Collected data entries:
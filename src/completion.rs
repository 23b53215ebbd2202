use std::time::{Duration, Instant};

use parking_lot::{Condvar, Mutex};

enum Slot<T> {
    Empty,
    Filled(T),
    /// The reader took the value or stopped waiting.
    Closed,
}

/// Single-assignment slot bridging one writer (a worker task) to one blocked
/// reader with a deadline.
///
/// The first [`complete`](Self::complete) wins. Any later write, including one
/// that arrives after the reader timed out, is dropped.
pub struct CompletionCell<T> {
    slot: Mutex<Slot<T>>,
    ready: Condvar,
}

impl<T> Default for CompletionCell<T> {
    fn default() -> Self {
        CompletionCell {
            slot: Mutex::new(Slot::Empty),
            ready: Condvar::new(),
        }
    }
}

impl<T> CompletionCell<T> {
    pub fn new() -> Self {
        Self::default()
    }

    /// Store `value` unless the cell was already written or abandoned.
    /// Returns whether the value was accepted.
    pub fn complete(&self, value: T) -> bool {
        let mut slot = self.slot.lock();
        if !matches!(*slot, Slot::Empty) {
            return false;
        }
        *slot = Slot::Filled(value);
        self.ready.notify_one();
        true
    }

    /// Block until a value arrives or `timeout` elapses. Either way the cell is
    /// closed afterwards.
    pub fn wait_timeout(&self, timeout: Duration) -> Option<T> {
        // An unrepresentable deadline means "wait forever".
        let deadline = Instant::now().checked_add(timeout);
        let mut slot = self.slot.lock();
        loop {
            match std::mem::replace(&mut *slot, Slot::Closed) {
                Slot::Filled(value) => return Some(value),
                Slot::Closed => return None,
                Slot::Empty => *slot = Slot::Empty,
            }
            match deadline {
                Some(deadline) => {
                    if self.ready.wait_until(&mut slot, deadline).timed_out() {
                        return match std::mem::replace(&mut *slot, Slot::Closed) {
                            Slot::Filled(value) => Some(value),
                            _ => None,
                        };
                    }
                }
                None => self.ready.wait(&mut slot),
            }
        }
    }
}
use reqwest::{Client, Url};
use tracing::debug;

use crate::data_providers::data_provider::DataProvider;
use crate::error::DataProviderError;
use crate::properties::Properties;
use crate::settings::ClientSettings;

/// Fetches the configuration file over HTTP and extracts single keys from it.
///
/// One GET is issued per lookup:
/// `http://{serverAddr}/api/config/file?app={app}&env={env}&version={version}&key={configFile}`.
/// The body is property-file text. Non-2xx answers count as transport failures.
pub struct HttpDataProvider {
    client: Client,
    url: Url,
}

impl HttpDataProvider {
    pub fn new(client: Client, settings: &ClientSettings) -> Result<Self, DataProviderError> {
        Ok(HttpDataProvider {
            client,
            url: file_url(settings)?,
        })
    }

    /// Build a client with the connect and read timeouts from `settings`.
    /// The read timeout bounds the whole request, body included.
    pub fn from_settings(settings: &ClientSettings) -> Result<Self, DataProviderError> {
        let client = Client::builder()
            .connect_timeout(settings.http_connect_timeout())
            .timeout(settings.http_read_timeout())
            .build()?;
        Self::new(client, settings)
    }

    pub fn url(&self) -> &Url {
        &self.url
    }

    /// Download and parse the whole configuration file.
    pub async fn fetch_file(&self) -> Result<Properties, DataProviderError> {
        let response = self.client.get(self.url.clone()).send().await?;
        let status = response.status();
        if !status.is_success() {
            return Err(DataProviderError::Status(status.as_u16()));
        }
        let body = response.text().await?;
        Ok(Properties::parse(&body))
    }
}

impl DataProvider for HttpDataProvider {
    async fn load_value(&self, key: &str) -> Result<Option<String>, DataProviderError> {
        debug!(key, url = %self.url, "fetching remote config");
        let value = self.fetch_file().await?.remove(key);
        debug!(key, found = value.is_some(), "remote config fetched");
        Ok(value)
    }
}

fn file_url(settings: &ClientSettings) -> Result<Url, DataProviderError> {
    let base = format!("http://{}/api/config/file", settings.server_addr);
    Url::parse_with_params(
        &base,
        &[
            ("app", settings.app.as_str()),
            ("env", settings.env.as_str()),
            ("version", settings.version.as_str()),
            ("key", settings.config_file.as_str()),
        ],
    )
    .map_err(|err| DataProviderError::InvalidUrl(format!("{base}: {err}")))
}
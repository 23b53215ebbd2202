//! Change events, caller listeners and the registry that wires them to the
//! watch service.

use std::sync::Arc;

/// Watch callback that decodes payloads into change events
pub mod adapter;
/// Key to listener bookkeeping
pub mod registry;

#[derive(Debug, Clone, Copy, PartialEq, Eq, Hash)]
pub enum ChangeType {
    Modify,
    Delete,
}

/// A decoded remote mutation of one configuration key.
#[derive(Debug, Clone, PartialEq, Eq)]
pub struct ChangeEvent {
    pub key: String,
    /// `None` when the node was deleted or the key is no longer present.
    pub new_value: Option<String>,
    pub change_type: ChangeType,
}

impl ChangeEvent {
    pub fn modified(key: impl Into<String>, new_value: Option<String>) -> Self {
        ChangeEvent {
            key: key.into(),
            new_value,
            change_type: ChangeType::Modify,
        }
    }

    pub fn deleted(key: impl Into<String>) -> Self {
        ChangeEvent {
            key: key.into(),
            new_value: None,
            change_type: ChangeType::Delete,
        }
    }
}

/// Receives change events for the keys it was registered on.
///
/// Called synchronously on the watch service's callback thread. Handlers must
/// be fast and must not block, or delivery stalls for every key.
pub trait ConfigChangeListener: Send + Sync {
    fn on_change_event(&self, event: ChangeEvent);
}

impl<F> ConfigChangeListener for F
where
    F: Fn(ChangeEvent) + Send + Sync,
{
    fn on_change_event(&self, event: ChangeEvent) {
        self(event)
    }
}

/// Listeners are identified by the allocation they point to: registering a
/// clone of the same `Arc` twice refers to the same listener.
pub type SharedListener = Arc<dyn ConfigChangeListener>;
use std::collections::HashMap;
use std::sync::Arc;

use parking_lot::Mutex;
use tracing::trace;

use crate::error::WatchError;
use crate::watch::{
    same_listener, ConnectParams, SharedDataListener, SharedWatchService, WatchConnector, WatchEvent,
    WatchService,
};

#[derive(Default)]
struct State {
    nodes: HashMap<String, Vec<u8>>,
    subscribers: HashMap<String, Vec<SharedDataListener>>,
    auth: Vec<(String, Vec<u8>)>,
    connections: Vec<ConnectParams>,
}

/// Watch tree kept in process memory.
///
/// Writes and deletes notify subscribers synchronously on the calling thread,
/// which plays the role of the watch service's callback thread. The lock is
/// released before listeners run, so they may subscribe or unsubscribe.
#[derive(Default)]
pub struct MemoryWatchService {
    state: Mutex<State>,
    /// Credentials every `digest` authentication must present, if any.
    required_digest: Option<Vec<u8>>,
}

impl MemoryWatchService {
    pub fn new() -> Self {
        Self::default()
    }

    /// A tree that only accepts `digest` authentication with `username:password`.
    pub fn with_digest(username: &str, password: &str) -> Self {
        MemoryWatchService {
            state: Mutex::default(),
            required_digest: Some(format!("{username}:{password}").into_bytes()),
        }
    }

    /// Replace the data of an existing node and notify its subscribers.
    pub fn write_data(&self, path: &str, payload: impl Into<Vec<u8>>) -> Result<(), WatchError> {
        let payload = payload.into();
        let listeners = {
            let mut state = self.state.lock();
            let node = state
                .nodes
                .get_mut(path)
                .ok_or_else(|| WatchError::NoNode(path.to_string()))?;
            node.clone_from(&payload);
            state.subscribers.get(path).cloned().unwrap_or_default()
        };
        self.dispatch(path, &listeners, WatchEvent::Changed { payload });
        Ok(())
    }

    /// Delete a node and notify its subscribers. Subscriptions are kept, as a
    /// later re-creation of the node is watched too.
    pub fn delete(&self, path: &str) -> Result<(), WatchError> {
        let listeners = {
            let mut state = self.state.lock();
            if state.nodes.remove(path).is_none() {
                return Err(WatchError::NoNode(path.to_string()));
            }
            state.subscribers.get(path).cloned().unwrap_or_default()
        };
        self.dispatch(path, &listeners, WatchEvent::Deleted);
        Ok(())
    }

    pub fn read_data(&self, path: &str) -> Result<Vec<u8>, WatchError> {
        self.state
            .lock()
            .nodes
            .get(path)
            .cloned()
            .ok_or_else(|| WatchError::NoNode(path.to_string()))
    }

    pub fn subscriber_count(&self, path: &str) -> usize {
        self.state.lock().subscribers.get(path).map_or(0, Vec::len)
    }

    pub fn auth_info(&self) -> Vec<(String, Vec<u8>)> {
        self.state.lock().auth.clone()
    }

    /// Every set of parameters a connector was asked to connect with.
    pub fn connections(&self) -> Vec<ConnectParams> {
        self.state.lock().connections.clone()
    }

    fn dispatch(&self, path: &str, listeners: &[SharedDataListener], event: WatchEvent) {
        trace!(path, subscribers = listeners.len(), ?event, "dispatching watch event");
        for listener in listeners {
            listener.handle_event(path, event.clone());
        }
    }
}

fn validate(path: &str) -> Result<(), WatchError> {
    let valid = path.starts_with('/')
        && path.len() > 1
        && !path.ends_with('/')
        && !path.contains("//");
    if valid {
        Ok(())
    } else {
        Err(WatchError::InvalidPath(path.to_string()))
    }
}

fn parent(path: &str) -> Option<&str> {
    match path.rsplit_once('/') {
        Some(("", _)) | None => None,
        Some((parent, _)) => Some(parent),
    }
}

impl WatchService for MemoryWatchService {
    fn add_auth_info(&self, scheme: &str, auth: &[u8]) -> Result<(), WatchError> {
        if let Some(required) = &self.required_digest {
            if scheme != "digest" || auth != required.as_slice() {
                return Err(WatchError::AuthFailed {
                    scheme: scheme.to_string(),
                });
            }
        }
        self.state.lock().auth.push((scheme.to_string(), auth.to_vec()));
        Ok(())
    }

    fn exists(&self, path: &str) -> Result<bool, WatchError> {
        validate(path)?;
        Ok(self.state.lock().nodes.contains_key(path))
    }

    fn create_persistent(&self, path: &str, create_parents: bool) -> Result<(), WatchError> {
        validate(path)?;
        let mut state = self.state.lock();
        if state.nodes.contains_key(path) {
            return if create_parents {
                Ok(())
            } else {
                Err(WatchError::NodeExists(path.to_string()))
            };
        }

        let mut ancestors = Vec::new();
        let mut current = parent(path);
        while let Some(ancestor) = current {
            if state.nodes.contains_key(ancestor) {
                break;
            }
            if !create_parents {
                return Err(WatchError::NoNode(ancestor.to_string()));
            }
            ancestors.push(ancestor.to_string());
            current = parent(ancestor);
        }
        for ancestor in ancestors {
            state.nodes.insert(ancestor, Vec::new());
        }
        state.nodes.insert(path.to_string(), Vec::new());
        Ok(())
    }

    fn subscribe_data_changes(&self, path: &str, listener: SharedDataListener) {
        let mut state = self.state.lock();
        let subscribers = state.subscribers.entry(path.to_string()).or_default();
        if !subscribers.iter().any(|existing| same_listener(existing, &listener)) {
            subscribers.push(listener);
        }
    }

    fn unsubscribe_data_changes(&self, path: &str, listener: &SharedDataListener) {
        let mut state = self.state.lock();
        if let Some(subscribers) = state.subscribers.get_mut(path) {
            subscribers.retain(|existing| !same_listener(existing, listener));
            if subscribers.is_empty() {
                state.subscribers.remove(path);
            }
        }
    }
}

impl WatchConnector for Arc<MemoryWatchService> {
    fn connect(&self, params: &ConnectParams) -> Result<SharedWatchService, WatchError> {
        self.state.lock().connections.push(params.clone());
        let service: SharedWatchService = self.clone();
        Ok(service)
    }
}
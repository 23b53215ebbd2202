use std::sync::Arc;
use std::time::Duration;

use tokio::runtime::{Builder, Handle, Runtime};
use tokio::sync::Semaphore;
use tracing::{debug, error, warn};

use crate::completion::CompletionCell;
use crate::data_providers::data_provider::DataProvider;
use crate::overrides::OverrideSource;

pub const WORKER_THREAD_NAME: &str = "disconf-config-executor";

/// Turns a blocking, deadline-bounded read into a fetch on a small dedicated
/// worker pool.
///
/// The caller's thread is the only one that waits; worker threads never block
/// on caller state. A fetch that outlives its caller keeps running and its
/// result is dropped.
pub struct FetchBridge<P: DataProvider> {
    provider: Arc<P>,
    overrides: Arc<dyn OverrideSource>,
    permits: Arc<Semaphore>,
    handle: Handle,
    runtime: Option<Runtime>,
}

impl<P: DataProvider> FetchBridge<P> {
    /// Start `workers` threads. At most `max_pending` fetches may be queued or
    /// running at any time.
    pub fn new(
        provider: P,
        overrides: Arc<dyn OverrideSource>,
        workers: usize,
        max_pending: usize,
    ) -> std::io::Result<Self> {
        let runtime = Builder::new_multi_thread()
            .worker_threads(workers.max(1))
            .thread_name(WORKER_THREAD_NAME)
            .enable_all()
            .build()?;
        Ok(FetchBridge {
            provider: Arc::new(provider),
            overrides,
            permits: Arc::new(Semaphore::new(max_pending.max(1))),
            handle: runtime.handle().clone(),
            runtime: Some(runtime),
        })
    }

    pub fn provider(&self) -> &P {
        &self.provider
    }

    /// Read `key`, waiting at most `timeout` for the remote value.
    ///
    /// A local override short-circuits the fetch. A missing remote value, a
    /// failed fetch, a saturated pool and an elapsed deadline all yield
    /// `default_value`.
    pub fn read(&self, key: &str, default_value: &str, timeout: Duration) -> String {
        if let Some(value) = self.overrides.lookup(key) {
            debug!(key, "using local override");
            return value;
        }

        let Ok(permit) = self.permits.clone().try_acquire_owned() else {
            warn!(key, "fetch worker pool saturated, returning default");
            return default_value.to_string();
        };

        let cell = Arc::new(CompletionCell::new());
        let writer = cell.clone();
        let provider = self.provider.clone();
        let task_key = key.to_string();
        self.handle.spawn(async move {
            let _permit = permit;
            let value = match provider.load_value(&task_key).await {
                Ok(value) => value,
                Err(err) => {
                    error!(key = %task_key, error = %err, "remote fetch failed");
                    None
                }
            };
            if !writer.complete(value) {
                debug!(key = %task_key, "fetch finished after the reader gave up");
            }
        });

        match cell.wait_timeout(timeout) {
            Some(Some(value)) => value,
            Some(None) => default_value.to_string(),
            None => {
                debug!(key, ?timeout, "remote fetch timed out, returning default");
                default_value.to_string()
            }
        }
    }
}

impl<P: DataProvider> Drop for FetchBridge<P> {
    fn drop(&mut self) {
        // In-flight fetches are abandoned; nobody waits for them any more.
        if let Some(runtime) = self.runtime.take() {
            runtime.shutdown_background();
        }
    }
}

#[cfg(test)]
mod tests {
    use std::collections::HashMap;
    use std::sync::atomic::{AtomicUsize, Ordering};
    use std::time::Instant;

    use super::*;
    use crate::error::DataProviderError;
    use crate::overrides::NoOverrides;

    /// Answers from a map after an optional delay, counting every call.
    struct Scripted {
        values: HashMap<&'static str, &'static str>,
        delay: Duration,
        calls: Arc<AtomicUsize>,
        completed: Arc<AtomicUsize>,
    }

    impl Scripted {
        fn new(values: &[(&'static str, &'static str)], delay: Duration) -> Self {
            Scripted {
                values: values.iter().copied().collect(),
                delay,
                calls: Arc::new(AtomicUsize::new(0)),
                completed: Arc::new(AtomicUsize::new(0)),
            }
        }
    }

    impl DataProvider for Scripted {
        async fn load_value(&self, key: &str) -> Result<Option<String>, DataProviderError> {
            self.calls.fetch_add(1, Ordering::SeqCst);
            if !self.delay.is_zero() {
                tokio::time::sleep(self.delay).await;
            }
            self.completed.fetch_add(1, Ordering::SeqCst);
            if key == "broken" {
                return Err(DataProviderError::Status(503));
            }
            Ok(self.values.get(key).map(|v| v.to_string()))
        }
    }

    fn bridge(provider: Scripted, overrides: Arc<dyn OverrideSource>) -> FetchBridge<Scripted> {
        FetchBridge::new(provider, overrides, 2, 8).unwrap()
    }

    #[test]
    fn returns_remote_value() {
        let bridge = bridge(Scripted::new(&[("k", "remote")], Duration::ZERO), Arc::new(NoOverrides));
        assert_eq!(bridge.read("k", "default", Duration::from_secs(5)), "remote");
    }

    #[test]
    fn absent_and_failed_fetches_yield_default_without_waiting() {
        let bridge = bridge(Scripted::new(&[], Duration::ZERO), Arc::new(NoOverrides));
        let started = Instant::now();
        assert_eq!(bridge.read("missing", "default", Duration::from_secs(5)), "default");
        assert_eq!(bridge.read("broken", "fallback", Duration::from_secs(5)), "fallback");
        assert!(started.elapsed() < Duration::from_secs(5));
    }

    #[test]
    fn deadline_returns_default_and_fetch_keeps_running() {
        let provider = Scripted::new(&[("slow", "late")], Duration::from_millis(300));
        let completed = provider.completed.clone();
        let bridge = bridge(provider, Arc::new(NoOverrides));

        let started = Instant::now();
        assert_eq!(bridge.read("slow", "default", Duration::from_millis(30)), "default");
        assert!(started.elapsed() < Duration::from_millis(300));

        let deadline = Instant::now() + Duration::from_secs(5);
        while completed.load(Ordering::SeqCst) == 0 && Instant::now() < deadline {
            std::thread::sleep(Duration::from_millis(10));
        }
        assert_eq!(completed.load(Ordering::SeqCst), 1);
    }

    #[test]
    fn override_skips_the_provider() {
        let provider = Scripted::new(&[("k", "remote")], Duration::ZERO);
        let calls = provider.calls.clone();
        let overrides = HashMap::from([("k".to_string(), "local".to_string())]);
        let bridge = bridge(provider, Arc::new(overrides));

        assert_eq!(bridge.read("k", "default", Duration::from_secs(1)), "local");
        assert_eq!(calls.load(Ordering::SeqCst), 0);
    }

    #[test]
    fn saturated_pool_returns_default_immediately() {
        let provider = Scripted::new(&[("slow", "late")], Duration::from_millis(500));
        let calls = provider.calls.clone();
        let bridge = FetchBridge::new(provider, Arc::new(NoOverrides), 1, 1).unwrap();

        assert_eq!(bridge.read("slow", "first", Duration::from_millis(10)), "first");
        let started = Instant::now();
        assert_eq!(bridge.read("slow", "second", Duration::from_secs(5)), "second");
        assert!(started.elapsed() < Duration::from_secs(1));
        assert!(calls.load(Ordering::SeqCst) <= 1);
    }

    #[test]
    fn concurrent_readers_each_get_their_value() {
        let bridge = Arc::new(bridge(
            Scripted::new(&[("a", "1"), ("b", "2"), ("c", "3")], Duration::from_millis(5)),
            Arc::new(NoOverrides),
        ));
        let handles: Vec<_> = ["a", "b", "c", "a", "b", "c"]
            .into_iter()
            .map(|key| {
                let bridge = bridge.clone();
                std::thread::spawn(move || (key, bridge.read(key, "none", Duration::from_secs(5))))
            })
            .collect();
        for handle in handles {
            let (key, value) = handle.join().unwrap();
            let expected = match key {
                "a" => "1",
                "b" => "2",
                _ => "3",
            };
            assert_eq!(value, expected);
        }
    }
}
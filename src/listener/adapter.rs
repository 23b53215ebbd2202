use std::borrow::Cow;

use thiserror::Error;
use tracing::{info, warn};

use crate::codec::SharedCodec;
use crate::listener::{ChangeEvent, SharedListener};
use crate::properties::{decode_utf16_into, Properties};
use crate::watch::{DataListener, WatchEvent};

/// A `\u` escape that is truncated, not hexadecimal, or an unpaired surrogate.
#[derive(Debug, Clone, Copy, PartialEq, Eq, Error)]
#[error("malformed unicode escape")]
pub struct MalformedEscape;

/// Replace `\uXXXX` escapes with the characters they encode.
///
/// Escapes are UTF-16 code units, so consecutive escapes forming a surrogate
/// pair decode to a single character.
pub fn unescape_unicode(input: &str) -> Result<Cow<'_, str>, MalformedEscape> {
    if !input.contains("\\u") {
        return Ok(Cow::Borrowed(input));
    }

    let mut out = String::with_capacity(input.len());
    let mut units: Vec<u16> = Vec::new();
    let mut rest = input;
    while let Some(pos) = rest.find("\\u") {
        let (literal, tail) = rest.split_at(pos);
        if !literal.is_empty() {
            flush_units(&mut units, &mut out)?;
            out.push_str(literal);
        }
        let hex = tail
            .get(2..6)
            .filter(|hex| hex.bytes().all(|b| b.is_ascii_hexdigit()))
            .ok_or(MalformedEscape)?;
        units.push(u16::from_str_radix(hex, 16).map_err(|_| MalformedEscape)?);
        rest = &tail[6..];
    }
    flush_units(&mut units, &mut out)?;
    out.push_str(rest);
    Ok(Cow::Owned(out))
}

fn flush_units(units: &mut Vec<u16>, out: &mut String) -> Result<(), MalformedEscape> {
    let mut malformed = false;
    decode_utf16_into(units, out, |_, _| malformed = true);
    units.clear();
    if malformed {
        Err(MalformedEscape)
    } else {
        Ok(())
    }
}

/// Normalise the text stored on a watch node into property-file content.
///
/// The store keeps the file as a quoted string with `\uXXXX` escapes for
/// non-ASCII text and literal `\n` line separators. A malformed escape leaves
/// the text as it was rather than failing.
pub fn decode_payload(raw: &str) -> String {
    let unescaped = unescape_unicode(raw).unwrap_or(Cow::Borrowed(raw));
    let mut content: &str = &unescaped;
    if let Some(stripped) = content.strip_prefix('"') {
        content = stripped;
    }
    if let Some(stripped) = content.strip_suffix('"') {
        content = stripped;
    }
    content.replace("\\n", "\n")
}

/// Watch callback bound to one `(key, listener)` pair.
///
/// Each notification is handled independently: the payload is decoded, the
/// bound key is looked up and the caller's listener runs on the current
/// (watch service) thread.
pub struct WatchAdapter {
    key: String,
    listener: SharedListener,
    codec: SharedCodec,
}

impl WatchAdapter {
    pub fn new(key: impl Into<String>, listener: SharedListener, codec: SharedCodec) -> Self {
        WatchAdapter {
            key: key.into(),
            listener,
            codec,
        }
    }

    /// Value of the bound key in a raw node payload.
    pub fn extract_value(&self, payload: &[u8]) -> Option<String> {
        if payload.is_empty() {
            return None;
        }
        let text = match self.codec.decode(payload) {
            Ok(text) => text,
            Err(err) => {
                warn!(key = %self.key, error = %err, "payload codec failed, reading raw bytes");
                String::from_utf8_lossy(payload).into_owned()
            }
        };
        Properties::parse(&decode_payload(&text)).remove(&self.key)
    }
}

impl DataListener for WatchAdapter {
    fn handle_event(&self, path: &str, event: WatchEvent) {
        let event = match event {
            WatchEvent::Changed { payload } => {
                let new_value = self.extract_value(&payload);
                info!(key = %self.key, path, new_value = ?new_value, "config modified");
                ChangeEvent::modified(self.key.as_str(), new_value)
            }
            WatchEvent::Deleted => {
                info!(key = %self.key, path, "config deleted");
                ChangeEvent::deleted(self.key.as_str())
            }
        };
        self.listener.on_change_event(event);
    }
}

__Work instruction__: In the records above, how many lines contain the word "whole"? State only the number.

__Exercise result__: 2